El tratamiento de los síndromes de Clase III ósea, tanto si su causa es una hipoplasia maxilar como una hiperplasia mandibular, o bien ambas, precisa una intervención precoz por parte del ortodoncista. Un déficit de desarrollo maxilar requiere una expansión ósea transversal (normalmente con un disyuntor de McNamara) seguida de un avance maxilar con una máscara facial (1, 2) antes de los 7 u 8 años. Un exceso en el desarrollo de la mandíbula puede beneficiarse de una mentonera en edades más jóvenes, siempre y cuando este sea de leve intensidad o de causa funcional, descartándola por completo en aquellas progenies verdaderas o de componente hereditario. Una actuación más tardía conlleva el fracaso en el intento de la corrección ortopédica de este síndrome
Afortunadamente, en la mayoría de las ocasiones, y aun sobrepasado el momento idóneo de la corrección ortopédica, el camuflaje dentario de la Clase III es viable gracias a los aparatos y alambres de última tecnología, así como a la
biomecánica del tratamiento.

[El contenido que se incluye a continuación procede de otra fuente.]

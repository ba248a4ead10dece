//! PNG output for rendered mazes

use std::fs::File;
use std::io::{self, BufWriter};
use std::path::{Path, PathBuf};

use maze_core::{Bitmap, ImageEncoder, MazeError};

/// Writes bitmaps as 1-bit grayscale, non-interlaced PNG files
#[derive(Debug, Clone)]
pub struct PngEncoder {
    path: PathBuf,
}

impl PngEncoder {
    pub fn new(path: impl Into<PathBuf>) -> Self {
        Self { path: path.into() }
    }

    pub fn path(&self) -> &Path {
        &self.path
    }
}

fn encoding_err(e: png::EncodingError) -> MazeError {
    match e {
        png::EncodingError::IoError(io) => MazeError::Io(io),
        other => MazeError::Io(io::Error::new(io::ErrorKind::Other, other.to_string())),
    }
}

fn dimension(value: usize, what: &str) -> Result<u32, MazeError> {
    u32::try_from(value).map_err(|_| {
        MazeError::Io(io::Error::new(
            io::ErrorKind::InvalidInput,
            format!("image {} {} exceeds the PNG limit", what, value),
        ))
    })
}

impl ImageEncoder for PngEncoder {
    fn encode(&mut self, bitmap: &Bitmap) -> Result<(), MazeError> {
        let width = dimension(bitmap.width(), "width")?;
        let height = dimension(bitmap.height(), "height")?;

        let file = File::create(&self.path)?;
        let mut encoder = png::Encoder::new(BufWriter::new(file), width, height);
        encoder.set_color(png::ColorType::Grayscale);
        encoder.set_depth(png::BitDepth::One);

        let mut writer = encoder.write_header().map_err(encoding_err)?;
        // Bitmap rows are already packed MSB-first with 1 = white, as PNG expects
        writer.write_image_data(bitmap.as_bytes()).map_err(encoding_err)?;
        writer.finish().map_err(encoding_err)?;

        tracing::info!("Wrote {}x{} PNG to {}", width, height, self.path.display());
        Ok(())
    }
}
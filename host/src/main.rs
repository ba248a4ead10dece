use std::path::{Path, PathBuf};
use std::time::Instant;

use clap::{Parser, Subcommand};
use host::{load_maze_file, render_maze_png, run_generate, ExitEdge, MazeConfig, MazeSummary};

/// Generate, store and render grid mazes
#[derive(Debug, Parser)]
#[command(version, about, long_about = None)]
struct Cli {
    #[command(subcommand)]
    command: Command,
}

#[derive(Debug, Subcommand)]
enum Command {
    /// Generate a maze, render it to PNG and save its binary data
    Generate {
        /// JSON file with default settings; flags override it
        #[arg(long, value_name = "FILE")]
        config: Option<PathBuf>,

        /// Maze width in cells
        #[arg(long)]
        width: Option<usize>,

        /// Maze height in cells
        #[arg(long)]
        height: Option<usize>,

        /// Seed for reproducible generation
        #[arg(long)]
        seed: Option<u32>,

        /// Pixels per cell in the image
        #[arg(long, value_name = "PIXELS")]
        grid_size: Option<usize>,

        /// Exit edge relative to the entrance (same|opposite)
        #[arg(long, value_name = "EDGE")]
        exit_edge: Option<ExitEdge>,

        /// PNG output file
        #[arg(long, value_name = "FILE")]
        image: Option<PathBuf>,

        /// Binary maze output file
        #[arg(long, value_name = "FILE")]
        data: Option<PathBuf>,
    },

    /// Render a saved maze to PNG
    Render {
        /// Binary maze file
        data: PathBuf,

        /// Pixels per cell in the image
        #[arg(long, value_name = "PIXELS", default_value_t = 11)]
        grid_size: usize,

        /// PNG output file; defaults to `restored_<data file name>.png`
        #[arg(long, value_name = "FILE")]
        image: Option<PathBuf>,
    },

    /// Describe a saved maze
    Info {
        /// Binary maze file
        data: PathBuf,

        /// Print a JSON summary instead of text
        #[arg(long)]
        json: bool,
    },
}

fn main() {
    // Initialize tracing for debug output
    tracing_subscriber::fmt()
        .with_env_filter(
            tracing_subscriber::filter::EnvFilter::from_default_env()
                .add_directive(tracing::Level::INFO.into()),
        )
        .init();

    let cli = Cli::parse();

    let result = match cli.command {
        Command::Generate {
            config,
            width,
            height,
            seed,
            grid_size,
            exit_edge,
            image,
            data,
        } => {
            let mut settings = match config {
                Some(path) => MazeConfig::from_file(&path).unwrap_or_else(|e| {
                    eprintln!("❌ Error loading config {}: {}", path.display(), e);
                    std::process::exit(1);
                }),
                None => MazeConfig::default(),
            };
            if let Some(width) = width {
                settings.width = width;
            }
            if let Some(height) = height {
                settings.height = height;
            }
            if seed.is_some() {
                settings.seed = seed;
            }
            if let Some(grid_size) = grid_size {
                settings.grid_size = grid_size;
            }
            if let Some(exit_edge) = exit_edge {
                settings.exit_edge = exit_edge;
            }
            if let Some(image) = image {
                settings.image_path = image;
            }
            if let Some(data) = data {
                settings.data_path = data;
            }
            generate_command(&settings)
        }
        Command::Render { data, grid_size, image } => render_command(&data, grid_size, image),
        Command::Info { data, json } => info_command(&data, json),
    };

    if let Err(e) = result {
        eprintln!();
        eprintln!("❌ Error: {}", e);
        eprintln!("{}", "=".repeat(70));
        std::process::exit(1);
    }
}

fn generate_command(config: &MazeConfig) -> Result<(), Box<dyn std::error::Error>> {
    println!("📋 Generating a {}-by-{} maze", config.width, config.height);
    match config.seed {
        Some(seed) => println!("  Seed: {}", seed),
        None => println!("  Seed: (random)"),
    }
    println!("  Exit edge: {}", config.exit_edge);
    println!();

    let start = Instant::now();
    let (_maze, summary) = run_generate(config)?;

    println!("✅ Maze generated in {:.2}s", start.elapsed().as_secs_f64());
    print_summary(&summary);
    println!(
        "🖼  Image written to: {} (grid size {})",
        config.image_path.display(),
        config.grid_size
    );
    println!("💾 Maze data saved to: {}", config.data_path.display());
    println!("{}", "=".repeat(70));
    Ok(())
}

fn render_command(
    data: &Path,
    grid_size: usize,
    image: Option<PathBuf>,
) -> Result<(), Box<dyn std::error::Error>> {
    let image = image.unwrap_or_else(|| {
        let name = data
            .file_name()
            .map(|n| n.to_string_lossy().into_owned())
            .unwrap_or_else(|| "maze".to_string());
        data.with_file_name(format!("restored_{}.png", name))
    });

    println!("📦 Reading maze data from {}", data.display());
    let maze = load_maze_file(data)?;

    render_maze_png(&maze, &image, grid_size)?;
    println!("🖼  Restored image written to: {} (grid size {})", image.display(), grid_size);
    Ok(())
}

fn info_command(data: &Path, json: bool) -> Result<(), Box<dyn std::error::Error>> {
    let maze = load_maze_file(data)?;
    let summary = MazeSummary::of(&maze, None);

    if json {
        println!("{}", serde_json::to_string_pretty(&summary)?);
        return Ok(());
    }

    println!("📦 {}", data.display());
    print_summary(&summary);
    println!();
    print!("{}", maze);
    Ok(())
}

fn print_summary(summary: &MazeSummary) {
    println!("  Size: {}x{} cells", summary.width, summary.height);
    match (summary.entrance, summary.exit) {
        (Some(entrance), Some(exit)) => {
            println!("  Entrance: ({}, {})", entrance.col, entrance.row);
            println!("  Exit: ({}, {})", exit.col, exit.row);
        }
        _ => println!("  Entrance/exit: not set"),
    }
    println!("  Open passages: {}", summary.open_passages);
}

Incluso en numerosas situaciones en las que estaba indicada una cirugía ortognática, se ha podido resolver el problema de manera satisfactoria con las compensaciones dentarias apropiadas.
En este artículo se describe el tratamiento de una Clase III por hipoplasia maxilar mediante un camuflaje dentoalveolar realizado a una niña sobrepasada en el tiempo para la corrección ortopédica.